** Opening SUPPLIED ENTRIES block **
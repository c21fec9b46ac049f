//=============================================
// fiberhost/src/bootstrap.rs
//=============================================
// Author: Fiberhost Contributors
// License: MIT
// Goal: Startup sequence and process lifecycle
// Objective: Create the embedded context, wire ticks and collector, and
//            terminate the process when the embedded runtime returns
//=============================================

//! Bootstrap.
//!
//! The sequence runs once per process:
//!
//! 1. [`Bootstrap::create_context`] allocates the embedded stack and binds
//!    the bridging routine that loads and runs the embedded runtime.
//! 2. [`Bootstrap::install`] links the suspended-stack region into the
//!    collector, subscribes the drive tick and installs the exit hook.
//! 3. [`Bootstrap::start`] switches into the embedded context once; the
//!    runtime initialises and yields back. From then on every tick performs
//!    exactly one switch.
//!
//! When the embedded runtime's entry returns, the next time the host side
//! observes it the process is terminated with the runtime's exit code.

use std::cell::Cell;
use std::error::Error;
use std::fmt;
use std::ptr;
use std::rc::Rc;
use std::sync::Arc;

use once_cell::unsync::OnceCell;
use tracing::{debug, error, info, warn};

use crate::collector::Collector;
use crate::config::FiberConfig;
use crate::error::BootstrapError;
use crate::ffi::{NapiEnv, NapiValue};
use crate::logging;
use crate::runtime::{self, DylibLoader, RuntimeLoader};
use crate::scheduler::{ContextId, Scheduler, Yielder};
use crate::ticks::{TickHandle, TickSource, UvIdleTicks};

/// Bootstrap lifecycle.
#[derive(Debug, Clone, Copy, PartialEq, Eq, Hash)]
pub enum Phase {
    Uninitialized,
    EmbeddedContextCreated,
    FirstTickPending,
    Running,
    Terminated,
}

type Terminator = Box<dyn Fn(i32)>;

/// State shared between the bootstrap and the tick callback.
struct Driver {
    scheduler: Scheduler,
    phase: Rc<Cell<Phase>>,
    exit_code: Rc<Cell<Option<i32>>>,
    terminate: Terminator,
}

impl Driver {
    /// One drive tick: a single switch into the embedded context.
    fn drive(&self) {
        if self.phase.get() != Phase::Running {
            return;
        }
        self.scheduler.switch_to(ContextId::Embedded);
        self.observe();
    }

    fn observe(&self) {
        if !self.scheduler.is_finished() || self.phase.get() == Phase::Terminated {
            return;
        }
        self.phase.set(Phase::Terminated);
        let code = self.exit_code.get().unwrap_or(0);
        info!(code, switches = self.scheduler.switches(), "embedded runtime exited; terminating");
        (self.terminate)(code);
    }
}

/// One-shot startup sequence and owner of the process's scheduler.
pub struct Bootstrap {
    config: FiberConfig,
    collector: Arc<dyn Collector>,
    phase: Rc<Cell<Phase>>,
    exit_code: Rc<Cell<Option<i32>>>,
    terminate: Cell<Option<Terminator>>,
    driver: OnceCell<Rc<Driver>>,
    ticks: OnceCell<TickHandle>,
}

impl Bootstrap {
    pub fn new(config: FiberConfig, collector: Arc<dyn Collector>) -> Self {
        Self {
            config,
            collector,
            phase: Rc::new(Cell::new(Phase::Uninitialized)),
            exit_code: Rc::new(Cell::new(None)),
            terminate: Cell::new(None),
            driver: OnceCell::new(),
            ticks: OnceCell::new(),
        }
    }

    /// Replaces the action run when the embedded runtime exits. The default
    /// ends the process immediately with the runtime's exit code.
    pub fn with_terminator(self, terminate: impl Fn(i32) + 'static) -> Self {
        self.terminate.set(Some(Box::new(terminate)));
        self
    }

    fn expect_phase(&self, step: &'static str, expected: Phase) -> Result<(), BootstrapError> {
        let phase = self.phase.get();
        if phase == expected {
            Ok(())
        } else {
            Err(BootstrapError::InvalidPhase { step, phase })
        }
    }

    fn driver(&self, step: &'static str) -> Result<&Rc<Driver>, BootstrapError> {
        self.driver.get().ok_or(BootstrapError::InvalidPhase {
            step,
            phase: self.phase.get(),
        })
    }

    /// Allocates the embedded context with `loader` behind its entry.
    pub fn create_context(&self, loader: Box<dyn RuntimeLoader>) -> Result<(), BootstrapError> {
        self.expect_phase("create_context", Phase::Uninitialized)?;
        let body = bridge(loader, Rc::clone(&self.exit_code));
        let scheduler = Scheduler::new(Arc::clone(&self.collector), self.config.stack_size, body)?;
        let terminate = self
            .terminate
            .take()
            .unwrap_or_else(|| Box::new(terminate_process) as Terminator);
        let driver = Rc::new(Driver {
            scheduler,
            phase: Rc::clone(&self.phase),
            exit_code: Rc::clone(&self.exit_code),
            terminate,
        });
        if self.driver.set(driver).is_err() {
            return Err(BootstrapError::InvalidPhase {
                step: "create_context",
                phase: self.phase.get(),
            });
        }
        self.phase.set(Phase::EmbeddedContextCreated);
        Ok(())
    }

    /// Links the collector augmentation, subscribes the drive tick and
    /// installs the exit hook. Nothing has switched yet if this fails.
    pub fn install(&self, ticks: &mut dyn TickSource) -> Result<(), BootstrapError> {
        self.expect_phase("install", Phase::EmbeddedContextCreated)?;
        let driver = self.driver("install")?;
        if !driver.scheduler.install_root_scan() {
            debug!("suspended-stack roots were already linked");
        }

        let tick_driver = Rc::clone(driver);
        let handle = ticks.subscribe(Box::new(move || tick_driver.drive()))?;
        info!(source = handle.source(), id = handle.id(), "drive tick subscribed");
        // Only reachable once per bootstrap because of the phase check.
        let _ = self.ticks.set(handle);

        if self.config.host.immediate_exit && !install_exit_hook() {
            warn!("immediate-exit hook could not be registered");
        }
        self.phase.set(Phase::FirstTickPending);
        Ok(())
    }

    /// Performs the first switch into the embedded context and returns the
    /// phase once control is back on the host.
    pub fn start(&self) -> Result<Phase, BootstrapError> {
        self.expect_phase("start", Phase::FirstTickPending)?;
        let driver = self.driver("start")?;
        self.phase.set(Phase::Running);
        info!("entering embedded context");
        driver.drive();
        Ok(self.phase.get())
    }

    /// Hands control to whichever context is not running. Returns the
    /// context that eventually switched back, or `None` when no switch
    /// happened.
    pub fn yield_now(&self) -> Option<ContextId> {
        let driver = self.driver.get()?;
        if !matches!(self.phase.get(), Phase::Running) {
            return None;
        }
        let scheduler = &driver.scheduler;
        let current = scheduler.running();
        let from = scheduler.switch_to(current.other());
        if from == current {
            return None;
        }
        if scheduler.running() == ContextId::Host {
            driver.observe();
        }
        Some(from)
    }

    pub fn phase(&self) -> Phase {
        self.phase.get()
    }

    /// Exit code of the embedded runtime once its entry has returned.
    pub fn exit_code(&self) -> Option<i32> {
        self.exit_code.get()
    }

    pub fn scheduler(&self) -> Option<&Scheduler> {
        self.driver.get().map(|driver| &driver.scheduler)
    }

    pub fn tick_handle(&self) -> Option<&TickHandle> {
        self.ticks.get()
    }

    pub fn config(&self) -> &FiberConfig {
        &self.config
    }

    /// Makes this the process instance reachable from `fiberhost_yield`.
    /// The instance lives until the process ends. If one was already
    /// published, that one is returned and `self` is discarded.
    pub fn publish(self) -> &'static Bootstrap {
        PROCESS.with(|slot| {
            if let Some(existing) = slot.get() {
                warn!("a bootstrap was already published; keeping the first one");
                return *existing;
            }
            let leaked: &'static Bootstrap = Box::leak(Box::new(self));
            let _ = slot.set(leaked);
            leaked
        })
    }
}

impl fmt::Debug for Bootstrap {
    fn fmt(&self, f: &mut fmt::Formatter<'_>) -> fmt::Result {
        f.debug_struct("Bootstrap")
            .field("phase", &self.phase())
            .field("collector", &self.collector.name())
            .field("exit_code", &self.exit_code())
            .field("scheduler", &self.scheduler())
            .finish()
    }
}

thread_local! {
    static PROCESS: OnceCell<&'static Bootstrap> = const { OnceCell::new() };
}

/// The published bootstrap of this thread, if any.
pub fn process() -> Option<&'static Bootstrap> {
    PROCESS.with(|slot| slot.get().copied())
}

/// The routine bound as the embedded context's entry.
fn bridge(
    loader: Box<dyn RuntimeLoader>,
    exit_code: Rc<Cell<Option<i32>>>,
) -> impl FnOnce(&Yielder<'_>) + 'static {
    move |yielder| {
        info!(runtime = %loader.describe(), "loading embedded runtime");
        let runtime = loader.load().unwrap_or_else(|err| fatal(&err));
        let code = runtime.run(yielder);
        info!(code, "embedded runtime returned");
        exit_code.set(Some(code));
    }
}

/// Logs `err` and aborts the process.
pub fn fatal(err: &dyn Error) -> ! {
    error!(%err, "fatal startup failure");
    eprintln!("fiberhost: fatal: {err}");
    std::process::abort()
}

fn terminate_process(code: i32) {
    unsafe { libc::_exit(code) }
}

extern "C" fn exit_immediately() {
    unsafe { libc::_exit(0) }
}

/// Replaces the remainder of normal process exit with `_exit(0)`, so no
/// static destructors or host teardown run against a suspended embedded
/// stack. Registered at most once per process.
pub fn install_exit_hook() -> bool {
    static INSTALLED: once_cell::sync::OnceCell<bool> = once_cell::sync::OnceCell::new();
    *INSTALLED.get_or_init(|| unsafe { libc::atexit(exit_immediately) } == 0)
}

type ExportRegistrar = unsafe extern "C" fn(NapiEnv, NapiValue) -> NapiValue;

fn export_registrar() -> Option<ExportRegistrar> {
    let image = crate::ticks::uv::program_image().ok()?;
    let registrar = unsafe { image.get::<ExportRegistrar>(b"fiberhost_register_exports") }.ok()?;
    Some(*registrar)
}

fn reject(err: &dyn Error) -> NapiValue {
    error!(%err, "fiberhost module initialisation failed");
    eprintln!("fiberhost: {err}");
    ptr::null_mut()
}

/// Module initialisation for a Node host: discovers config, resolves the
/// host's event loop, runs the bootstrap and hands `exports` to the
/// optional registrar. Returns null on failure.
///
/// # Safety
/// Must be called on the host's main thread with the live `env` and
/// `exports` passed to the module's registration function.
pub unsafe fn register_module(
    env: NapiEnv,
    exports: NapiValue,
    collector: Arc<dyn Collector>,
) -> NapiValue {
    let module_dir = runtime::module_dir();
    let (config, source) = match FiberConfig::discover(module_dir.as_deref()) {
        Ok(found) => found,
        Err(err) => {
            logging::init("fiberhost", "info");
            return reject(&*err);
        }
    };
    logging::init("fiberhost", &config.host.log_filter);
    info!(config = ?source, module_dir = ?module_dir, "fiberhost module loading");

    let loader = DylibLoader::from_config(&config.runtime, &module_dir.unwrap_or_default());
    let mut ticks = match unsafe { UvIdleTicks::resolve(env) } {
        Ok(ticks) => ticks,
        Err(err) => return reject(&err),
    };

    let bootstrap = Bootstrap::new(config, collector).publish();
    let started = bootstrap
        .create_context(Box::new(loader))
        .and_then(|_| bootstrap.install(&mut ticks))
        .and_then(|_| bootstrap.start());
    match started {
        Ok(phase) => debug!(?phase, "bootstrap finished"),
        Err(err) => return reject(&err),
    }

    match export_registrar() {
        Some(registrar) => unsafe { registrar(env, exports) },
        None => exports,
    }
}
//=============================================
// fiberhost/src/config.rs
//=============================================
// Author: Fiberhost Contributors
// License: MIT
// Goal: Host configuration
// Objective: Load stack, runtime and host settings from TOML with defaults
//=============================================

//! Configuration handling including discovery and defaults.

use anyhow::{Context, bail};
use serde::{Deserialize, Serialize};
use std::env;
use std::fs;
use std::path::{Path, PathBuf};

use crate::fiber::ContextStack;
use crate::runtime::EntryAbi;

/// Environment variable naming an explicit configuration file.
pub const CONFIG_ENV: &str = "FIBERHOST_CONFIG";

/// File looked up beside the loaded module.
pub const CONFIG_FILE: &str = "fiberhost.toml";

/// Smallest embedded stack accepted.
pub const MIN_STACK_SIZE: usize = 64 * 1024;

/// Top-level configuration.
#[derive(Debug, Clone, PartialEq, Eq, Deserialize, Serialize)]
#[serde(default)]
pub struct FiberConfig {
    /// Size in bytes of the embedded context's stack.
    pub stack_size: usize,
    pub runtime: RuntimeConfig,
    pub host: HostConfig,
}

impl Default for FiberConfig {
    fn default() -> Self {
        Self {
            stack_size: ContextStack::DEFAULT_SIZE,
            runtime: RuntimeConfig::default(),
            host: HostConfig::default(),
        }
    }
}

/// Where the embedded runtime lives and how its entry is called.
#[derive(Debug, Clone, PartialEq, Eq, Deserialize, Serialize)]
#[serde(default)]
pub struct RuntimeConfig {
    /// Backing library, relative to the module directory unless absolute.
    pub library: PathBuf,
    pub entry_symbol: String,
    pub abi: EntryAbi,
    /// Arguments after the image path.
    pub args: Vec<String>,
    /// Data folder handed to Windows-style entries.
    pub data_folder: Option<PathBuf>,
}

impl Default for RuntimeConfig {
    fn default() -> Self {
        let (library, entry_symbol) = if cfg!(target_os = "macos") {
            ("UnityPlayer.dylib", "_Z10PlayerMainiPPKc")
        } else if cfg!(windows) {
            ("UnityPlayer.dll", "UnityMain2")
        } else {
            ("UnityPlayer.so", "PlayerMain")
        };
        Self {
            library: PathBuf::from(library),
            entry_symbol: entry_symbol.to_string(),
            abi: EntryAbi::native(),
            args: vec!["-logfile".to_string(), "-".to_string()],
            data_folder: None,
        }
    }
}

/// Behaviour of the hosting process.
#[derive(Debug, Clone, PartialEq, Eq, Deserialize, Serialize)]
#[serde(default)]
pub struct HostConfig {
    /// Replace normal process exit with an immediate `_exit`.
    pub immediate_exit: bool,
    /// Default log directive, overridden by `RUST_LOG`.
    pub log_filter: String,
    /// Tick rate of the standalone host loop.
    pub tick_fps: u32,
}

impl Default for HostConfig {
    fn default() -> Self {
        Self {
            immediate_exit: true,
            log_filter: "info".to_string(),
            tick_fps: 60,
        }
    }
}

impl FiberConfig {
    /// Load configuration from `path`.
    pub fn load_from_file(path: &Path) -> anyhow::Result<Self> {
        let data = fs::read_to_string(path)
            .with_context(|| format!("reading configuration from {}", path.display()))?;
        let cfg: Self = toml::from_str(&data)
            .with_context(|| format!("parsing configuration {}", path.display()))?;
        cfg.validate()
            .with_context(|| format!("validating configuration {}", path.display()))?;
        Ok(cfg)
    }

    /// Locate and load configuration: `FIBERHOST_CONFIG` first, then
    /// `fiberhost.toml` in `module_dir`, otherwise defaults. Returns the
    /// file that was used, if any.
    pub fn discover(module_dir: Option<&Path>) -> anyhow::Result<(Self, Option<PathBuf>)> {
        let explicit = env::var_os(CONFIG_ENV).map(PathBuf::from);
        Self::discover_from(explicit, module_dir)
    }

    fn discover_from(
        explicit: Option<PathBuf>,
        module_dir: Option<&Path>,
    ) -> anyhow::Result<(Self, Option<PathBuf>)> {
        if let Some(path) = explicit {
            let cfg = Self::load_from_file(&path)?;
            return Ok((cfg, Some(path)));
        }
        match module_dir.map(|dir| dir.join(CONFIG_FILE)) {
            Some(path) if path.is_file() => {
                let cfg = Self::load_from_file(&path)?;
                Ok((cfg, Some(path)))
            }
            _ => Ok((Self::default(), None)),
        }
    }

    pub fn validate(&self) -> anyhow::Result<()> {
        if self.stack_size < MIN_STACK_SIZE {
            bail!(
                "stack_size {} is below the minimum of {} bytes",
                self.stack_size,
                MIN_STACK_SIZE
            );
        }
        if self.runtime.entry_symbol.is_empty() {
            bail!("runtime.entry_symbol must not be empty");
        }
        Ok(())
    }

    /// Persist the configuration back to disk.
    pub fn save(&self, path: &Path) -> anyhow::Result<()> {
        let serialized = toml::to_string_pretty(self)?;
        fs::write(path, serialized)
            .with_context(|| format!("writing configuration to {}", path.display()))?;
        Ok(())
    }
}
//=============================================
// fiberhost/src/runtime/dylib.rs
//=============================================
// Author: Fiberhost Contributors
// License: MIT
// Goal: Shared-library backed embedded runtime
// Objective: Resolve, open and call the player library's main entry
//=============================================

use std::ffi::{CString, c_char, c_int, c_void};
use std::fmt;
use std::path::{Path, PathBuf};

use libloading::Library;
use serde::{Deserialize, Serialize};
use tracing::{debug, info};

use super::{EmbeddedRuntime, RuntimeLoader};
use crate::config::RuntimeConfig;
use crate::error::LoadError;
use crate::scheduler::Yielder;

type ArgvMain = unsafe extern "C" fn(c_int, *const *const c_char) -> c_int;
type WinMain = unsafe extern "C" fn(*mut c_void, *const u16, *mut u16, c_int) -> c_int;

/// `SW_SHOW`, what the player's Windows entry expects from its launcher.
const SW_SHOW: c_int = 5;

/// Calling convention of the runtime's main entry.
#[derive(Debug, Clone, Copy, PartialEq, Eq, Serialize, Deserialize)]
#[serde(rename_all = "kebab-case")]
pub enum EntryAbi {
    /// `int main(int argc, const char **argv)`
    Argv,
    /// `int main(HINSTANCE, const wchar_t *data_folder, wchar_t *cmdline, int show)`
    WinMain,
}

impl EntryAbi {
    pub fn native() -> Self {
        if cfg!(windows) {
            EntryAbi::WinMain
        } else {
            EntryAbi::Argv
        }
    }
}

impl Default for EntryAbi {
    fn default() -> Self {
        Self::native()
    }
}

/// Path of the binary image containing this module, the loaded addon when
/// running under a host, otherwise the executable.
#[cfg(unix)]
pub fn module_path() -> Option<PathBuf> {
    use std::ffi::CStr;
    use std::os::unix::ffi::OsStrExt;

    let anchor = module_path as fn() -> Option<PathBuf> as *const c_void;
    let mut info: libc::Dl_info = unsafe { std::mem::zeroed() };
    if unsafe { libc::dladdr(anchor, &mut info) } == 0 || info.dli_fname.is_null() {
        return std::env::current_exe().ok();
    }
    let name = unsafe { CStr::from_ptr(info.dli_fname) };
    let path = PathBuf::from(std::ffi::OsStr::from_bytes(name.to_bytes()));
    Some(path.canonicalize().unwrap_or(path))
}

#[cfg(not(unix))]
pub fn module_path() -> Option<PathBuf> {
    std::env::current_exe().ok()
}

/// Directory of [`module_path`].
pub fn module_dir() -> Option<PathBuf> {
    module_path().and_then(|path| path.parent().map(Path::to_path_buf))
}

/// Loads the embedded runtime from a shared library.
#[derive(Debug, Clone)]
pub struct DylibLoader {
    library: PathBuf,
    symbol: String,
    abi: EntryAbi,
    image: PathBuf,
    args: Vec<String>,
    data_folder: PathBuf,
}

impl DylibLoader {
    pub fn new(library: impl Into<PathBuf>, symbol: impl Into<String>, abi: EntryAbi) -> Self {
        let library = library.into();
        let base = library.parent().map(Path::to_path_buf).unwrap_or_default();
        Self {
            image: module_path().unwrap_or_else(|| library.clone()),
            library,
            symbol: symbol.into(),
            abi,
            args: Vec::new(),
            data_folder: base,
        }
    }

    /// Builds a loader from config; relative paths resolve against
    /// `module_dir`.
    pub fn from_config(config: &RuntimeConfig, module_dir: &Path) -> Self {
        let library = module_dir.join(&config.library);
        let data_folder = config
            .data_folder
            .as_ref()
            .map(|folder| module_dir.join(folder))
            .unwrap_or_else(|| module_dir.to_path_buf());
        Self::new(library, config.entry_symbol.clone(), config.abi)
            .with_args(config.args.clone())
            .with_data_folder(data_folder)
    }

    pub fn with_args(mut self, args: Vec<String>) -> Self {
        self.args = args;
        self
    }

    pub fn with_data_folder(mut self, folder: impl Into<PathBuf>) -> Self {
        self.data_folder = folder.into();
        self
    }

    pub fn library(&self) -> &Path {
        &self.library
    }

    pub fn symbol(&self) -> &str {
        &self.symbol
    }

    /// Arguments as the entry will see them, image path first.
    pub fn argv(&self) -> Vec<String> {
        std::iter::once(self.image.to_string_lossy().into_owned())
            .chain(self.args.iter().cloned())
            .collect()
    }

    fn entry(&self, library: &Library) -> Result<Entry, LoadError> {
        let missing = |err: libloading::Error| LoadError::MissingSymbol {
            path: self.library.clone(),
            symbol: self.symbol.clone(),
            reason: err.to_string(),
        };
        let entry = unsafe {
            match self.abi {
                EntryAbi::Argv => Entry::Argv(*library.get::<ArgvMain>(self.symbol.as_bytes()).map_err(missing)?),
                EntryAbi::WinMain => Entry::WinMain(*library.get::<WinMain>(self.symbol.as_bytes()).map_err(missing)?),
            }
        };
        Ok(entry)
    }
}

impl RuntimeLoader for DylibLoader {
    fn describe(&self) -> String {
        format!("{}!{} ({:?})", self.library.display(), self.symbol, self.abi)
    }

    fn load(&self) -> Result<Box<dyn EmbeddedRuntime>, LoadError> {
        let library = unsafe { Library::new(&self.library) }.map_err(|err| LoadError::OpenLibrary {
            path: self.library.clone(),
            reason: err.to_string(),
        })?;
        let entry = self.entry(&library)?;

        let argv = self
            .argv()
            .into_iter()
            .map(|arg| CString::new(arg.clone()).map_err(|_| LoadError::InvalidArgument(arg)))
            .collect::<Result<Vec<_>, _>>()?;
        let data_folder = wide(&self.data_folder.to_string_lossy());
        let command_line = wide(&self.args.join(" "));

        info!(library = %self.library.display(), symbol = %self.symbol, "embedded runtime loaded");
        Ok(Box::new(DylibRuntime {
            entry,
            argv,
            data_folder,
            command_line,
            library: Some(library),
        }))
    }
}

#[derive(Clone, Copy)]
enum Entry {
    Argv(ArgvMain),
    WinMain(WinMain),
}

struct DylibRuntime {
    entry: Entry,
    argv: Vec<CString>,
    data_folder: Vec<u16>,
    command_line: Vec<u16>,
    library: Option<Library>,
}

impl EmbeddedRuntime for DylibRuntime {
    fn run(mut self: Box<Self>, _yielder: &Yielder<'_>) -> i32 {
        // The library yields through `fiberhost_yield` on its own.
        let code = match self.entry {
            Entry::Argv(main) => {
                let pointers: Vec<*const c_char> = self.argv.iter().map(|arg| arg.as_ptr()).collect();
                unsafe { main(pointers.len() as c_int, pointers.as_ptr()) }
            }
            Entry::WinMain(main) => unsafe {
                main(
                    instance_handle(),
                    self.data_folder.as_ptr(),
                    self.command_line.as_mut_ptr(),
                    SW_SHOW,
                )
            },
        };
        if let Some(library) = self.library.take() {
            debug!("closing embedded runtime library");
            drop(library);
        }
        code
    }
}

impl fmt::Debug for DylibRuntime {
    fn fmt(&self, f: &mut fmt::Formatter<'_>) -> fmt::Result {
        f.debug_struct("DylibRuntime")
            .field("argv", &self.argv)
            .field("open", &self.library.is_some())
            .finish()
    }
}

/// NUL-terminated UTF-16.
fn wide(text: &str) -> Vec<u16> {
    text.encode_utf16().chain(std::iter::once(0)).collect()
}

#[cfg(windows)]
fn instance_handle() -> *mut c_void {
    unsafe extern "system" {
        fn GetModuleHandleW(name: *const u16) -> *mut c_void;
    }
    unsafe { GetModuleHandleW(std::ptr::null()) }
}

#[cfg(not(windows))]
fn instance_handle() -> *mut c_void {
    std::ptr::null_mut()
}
** Closing SUPPLIED ENTRIES block **
§ WHAT TO WORK ON
Say how many lines of the entries above include the word "control", giving the number alone.

§ FINAL ANSWER
2